Working data:
-------------------------

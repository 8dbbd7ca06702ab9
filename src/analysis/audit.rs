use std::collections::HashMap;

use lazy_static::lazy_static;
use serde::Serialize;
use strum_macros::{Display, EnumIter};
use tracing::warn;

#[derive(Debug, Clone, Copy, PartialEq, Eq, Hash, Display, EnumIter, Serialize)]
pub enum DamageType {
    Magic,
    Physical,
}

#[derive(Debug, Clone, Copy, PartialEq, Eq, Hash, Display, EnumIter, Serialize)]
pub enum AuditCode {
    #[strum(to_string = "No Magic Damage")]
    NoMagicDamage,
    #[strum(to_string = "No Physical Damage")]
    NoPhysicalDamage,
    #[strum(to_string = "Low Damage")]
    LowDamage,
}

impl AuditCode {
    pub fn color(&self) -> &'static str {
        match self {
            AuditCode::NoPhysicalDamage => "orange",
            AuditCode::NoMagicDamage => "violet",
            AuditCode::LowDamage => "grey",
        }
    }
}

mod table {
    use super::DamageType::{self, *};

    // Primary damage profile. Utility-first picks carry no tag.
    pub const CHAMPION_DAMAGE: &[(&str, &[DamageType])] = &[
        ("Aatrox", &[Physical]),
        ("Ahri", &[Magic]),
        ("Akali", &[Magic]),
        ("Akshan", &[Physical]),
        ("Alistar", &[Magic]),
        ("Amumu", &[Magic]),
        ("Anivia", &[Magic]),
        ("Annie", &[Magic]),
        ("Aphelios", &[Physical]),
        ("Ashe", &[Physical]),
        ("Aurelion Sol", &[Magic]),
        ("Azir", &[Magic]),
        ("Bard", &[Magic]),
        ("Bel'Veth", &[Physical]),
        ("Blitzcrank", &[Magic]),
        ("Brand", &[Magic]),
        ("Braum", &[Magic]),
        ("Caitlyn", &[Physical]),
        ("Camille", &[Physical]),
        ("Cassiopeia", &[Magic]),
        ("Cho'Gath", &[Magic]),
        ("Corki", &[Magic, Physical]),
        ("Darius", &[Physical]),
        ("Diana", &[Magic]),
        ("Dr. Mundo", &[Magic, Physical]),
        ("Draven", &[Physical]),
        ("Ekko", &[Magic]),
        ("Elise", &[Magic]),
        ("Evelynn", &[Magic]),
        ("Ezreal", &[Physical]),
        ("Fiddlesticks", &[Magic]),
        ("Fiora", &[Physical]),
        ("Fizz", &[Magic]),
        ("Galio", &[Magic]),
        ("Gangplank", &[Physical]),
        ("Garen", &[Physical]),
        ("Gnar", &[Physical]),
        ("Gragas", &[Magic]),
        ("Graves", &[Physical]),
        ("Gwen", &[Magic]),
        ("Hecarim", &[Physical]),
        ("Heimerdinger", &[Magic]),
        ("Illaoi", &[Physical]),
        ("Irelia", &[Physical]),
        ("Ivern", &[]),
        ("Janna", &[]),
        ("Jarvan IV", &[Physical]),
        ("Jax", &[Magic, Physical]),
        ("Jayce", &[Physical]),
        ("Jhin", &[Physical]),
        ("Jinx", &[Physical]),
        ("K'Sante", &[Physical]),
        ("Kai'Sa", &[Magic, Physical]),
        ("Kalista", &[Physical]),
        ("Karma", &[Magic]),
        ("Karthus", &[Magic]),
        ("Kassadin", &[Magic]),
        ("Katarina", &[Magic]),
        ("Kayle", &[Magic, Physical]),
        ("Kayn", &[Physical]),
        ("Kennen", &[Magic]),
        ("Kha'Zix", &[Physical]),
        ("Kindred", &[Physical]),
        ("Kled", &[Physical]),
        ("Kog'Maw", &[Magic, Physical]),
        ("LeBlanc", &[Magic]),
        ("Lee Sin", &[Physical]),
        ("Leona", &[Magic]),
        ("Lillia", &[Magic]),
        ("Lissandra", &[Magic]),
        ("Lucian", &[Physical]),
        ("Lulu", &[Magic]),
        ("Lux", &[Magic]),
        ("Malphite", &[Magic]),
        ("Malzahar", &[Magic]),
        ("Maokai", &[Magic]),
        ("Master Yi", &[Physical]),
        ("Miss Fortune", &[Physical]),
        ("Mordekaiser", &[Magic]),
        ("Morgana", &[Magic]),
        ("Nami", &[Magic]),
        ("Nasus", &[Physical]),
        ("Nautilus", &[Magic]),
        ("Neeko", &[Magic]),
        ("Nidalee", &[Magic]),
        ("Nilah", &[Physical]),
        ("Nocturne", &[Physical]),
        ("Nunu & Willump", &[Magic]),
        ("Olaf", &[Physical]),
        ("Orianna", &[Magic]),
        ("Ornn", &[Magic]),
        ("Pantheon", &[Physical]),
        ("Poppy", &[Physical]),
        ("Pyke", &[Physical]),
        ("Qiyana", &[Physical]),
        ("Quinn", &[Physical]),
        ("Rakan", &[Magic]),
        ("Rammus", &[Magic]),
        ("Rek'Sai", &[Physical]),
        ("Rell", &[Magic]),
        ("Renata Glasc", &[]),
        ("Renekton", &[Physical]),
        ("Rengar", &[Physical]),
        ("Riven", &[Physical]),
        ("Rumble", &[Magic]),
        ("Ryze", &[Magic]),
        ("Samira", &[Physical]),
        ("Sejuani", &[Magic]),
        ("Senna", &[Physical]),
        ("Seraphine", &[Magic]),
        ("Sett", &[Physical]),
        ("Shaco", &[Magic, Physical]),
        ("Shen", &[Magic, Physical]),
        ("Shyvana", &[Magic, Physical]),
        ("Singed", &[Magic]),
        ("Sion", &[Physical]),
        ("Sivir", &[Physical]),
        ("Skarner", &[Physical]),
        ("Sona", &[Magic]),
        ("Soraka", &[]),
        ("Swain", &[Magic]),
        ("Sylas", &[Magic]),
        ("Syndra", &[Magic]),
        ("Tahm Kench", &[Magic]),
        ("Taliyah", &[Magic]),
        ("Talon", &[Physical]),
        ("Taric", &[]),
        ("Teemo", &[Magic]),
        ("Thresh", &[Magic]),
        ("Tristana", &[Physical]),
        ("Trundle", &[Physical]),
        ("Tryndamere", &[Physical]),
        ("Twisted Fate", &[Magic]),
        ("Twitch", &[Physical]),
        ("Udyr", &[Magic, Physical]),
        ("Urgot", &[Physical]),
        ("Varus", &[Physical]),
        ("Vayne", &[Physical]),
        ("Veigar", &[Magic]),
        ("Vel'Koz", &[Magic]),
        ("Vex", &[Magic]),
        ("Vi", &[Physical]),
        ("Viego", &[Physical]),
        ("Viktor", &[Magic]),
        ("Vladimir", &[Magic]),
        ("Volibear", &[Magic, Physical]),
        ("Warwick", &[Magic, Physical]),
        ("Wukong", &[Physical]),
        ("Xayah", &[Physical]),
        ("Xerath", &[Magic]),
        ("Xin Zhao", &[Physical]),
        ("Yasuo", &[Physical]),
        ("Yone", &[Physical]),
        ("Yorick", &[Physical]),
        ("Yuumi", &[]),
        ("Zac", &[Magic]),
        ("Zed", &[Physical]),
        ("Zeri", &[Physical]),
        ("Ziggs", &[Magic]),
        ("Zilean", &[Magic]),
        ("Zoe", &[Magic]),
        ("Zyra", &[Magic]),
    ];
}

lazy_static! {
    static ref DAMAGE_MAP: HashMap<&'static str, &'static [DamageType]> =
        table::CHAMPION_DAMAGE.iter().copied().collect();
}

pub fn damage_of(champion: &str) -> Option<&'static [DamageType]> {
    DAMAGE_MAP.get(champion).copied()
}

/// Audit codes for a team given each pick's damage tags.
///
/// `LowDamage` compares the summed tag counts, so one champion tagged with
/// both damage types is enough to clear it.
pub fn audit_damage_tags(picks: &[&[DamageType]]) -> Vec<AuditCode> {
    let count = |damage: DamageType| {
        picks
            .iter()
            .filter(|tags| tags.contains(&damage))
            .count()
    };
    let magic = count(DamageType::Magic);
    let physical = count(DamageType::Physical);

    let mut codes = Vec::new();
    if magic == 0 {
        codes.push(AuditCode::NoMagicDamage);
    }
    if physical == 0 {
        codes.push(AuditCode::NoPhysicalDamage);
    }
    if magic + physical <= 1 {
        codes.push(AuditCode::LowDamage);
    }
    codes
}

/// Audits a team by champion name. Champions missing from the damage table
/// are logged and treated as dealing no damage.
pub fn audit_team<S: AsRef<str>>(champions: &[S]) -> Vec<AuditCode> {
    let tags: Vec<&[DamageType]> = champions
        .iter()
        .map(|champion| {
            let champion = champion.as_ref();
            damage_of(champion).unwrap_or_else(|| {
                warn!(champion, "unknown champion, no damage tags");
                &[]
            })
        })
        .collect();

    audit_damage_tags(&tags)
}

-------------------------

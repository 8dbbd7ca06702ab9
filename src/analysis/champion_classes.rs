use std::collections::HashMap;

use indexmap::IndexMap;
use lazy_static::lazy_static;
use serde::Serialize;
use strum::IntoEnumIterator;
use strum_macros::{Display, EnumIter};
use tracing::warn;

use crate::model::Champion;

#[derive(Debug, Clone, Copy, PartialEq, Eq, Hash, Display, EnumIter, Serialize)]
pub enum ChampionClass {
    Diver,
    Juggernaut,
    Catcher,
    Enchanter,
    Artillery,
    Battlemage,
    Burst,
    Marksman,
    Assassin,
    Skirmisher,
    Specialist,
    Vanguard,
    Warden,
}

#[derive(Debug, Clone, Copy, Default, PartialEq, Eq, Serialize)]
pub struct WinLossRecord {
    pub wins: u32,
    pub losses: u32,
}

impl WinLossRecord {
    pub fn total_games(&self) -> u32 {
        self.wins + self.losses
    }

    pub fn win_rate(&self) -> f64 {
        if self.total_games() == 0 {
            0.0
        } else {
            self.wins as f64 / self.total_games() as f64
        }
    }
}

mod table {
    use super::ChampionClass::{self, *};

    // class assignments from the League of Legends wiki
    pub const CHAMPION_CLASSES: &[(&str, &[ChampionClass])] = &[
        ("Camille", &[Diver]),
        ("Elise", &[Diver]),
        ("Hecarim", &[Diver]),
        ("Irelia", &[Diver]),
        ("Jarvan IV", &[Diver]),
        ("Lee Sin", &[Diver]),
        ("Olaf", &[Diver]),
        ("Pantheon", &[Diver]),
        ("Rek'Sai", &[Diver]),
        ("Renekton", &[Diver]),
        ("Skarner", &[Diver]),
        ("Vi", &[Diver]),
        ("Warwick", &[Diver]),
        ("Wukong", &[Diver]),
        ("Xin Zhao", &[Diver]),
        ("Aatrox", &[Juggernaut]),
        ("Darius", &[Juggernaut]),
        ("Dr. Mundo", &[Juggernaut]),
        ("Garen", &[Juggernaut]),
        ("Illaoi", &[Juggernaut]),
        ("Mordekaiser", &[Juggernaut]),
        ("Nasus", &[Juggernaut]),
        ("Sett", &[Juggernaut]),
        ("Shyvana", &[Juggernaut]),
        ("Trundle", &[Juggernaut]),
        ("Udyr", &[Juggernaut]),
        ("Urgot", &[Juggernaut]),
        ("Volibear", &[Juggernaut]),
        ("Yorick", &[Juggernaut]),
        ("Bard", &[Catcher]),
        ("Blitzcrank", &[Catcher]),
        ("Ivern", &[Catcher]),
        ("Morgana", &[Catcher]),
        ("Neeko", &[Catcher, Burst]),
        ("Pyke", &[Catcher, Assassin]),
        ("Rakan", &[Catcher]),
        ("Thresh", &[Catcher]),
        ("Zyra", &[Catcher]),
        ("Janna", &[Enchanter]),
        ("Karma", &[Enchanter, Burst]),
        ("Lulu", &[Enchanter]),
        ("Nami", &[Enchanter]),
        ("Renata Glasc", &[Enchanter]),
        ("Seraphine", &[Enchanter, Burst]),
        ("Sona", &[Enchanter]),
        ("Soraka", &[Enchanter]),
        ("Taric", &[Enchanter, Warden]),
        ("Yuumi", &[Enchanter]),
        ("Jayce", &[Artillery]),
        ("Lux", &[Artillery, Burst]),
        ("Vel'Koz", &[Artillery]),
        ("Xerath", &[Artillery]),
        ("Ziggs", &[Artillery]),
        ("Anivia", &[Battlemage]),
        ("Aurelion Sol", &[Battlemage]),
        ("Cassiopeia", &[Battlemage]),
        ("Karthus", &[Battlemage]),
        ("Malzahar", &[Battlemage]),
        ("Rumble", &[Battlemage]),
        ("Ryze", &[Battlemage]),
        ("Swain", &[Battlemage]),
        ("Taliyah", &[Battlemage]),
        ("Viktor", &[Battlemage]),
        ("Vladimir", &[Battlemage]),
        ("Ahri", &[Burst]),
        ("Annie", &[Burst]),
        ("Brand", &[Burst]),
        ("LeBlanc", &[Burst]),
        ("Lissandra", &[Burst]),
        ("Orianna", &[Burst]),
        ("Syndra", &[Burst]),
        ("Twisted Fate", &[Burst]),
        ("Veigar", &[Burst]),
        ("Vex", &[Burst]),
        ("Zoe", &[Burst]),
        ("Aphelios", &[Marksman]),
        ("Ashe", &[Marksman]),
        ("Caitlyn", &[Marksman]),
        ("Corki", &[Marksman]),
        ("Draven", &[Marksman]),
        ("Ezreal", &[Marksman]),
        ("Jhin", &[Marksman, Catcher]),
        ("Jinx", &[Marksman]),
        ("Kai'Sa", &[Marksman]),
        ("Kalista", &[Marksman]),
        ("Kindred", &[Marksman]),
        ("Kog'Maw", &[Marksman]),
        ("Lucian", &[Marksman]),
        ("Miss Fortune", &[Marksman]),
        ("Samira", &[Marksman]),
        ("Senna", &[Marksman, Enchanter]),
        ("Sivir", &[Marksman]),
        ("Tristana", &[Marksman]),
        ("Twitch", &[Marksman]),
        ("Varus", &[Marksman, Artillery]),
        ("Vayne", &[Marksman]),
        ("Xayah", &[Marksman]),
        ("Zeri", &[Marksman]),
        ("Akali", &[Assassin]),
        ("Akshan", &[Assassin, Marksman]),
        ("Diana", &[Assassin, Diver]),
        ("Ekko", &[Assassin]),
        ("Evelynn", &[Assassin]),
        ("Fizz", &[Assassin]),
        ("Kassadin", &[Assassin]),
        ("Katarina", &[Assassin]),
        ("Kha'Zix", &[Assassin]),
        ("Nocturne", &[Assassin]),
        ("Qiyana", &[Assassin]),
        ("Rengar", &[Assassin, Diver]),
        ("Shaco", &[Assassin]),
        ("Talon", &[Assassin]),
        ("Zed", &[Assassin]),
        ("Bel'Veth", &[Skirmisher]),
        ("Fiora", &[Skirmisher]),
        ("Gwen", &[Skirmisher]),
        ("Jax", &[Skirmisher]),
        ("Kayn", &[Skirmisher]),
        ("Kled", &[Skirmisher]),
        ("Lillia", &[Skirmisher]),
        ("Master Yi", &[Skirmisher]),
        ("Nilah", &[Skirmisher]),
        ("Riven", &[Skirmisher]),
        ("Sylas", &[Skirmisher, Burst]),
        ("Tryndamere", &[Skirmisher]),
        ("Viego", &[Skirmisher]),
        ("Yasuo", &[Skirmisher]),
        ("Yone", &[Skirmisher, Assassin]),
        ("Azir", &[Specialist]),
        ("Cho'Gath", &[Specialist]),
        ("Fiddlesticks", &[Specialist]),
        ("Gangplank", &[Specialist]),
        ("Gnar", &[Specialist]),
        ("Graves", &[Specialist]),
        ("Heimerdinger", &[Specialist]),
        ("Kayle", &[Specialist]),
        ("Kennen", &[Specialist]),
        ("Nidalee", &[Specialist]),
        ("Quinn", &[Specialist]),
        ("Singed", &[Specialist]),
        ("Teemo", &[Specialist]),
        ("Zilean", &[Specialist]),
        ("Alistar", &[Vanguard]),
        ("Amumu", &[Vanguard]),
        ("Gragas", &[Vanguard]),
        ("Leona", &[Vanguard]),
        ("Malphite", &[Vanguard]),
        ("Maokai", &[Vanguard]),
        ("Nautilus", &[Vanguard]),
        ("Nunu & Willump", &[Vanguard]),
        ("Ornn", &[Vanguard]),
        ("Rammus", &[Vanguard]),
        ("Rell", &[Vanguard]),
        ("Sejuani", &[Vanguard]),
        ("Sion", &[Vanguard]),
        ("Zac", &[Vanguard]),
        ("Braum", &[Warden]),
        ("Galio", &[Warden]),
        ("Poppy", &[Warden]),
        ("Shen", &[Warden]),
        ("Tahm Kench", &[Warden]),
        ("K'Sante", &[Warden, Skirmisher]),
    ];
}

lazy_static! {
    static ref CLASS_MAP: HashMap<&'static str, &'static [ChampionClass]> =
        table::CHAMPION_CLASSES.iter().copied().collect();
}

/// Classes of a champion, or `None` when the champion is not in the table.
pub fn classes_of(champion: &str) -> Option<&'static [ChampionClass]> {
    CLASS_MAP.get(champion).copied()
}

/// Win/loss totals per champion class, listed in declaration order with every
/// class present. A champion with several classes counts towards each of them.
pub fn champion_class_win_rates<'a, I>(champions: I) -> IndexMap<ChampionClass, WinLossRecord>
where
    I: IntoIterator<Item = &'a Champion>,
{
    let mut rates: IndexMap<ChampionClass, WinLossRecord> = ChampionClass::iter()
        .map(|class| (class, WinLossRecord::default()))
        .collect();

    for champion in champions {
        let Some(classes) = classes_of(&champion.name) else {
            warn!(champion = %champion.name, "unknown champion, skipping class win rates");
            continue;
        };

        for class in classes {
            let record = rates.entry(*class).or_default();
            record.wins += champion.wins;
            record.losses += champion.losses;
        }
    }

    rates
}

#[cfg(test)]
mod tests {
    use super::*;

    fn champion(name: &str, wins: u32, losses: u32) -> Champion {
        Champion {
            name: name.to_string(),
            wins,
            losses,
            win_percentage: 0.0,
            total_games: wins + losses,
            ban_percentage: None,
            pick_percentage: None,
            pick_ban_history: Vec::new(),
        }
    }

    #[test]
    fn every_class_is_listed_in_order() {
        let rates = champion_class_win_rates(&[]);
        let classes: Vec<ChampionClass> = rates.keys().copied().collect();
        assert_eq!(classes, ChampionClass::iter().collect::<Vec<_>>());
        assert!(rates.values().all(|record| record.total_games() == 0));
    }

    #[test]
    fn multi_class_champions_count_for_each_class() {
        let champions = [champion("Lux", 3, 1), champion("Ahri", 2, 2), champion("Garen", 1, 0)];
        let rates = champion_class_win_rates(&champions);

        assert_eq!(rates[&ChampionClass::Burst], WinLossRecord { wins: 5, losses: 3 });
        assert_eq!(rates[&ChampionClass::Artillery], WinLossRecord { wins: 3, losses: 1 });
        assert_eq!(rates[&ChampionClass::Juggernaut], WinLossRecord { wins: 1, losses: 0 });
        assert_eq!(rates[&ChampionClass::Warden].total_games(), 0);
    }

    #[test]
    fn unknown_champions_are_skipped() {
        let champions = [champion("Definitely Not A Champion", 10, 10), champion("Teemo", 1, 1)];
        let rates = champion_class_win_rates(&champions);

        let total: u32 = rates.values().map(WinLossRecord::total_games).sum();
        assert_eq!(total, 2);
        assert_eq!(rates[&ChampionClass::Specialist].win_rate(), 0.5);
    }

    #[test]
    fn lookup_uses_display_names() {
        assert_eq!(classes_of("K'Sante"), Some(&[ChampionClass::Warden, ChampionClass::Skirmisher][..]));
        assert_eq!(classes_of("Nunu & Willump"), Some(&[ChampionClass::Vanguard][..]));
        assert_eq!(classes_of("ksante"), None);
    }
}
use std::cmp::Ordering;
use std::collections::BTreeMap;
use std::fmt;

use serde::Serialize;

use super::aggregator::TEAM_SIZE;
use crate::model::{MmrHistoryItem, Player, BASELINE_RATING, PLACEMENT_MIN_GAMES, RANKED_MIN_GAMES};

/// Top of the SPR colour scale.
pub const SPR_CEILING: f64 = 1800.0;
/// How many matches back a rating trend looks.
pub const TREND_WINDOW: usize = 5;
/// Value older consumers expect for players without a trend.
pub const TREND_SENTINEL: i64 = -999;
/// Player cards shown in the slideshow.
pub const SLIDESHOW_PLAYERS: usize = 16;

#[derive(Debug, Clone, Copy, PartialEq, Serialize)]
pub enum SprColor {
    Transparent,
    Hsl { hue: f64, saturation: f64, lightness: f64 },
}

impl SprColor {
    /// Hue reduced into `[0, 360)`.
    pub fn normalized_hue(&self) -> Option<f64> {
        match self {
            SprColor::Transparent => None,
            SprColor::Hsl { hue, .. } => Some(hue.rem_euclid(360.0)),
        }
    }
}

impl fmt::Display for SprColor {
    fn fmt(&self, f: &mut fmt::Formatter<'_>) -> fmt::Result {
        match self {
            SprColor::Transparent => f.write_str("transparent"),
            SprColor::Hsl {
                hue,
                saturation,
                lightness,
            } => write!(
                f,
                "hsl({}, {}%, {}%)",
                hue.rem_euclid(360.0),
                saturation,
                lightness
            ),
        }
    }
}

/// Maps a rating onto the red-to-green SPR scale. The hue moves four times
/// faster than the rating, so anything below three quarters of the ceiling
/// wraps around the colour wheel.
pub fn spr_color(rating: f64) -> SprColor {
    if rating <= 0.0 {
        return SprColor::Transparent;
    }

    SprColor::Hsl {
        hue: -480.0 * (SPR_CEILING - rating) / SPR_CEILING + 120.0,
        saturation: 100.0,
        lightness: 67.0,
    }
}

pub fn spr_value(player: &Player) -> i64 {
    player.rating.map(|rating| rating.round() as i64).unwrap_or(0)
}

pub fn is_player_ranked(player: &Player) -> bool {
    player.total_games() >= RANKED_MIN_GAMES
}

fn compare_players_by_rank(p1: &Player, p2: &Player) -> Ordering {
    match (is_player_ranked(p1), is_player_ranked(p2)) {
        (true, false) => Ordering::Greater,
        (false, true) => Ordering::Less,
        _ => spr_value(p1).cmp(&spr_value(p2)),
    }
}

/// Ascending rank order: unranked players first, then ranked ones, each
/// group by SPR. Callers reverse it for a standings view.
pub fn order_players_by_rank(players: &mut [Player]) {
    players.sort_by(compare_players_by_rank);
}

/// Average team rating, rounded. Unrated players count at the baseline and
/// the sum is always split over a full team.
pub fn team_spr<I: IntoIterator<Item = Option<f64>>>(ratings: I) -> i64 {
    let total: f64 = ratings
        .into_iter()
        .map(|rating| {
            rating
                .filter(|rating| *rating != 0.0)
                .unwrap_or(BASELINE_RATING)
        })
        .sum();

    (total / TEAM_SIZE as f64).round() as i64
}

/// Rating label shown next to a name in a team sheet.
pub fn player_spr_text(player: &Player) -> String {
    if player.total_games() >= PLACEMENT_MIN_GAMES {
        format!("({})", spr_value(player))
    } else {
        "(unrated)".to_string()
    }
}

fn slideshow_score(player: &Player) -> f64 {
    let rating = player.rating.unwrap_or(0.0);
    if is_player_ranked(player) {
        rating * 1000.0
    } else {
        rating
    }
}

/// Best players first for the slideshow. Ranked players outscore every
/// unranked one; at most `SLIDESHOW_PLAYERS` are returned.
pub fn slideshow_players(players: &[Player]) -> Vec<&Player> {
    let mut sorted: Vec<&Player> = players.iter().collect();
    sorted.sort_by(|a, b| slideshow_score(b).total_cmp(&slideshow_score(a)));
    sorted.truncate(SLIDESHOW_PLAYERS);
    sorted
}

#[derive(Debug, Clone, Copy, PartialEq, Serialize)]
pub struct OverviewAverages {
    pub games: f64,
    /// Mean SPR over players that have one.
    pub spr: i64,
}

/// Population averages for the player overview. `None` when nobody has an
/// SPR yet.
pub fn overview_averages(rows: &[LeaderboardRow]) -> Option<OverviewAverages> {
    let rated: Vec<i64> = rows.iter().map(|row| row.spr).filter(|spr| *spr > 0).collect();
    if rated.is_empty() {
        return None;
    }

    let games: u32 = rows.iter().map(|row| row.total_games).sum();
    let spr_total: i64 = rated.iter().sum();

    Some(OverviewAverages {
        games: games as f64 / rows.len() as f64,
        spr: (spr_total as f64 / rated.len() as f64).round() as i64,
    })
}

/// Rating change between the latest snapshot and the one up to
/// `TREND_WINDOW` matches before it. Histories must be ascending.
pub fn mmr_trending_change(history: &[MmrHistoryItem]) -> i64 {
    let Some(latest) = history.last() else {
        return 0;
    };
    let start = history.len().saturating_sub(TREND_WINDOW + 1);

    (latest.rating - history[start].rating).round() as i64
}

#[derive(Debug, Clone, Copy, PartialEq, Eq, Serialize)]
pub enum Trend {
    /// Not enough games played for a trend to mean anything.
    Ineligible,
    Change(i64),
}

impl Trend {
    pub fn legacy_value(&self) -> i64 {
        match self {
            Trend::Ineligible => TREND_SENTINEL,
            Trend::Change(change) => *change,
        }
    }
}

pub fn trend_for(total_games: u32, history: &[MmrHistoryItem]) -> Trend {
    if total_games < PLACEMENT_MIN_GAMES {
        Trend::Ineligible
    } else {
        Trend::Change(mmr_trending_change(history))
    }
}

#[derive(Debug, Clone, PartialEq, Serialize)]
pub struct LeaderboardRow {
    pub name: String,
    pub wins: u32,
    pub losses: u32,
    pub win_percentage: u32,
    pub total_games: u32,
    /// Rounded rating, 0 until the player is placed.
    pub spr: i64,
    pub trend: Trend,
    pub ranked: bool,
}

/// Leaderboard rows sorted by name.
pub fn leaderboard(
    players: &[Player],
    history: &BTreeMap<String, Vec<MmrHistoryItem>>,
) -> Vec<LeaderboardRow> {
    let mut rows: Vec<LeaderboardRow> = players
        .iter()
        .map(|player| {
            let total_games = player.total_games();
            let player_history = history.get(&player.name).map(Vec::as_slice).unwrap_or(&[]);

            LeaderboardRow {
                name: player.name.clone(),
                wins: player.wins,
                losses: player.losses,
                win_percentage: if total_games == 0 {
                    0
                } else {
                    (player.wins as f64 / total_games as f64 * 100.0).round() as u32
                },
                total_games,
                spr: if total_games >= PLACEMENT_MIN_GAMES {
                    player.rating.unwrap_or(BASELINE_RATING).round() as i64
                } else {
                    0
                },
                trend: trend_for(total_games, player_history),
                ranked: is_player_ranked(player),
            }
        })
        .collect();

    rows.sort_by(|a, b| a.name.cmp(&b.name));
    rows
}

-------------------------

Work instruction:
From the entries above, give again exactly the lines running from the line with "fn compare_players_by_rank(p1: &Player, p2: &Player)" to the line with "a team sheet."; include both of those lines.

Response area:
fn compare_players_by_rank(p1: &Player, p2: &Player) -> Ordering {
    match (is_player_ranked(p1), is_player_ranked(p2)) {
        (true, false) => Ordering::Greater,
        (false, true) => Ordering::Less,
        _ => spr_value(p1).cmp(&spr_value(p2)),
    }
}

/// Ascending rank order: unranked players first, then ranked ones, each
/// group by SPR. Callers reverse it for a standings view.
pub fn order_players_by_rank(players: &mut [Player]) {
    players.sort_by(compare_players_by_rank);
}

/// Average team rating, rounded. Unrated players count at the baseline and
/// the sum is always split over a full team.
pub fn team_spr<I: IntoIterator<Item = Option<f64>>>(ratings: I) -> i64 {
    let total: f64 = ratings
        .into_iter()
        .map(|rating| {
            rating
                .filter(|rating| *rating != 0.0)
                .unwrap_or(BASELINE_RATING)
        })
        .sum();

    (total / TEAM_SIZE as f64).round() as i64
}

/// Rating label shown next to a name in a team sheet.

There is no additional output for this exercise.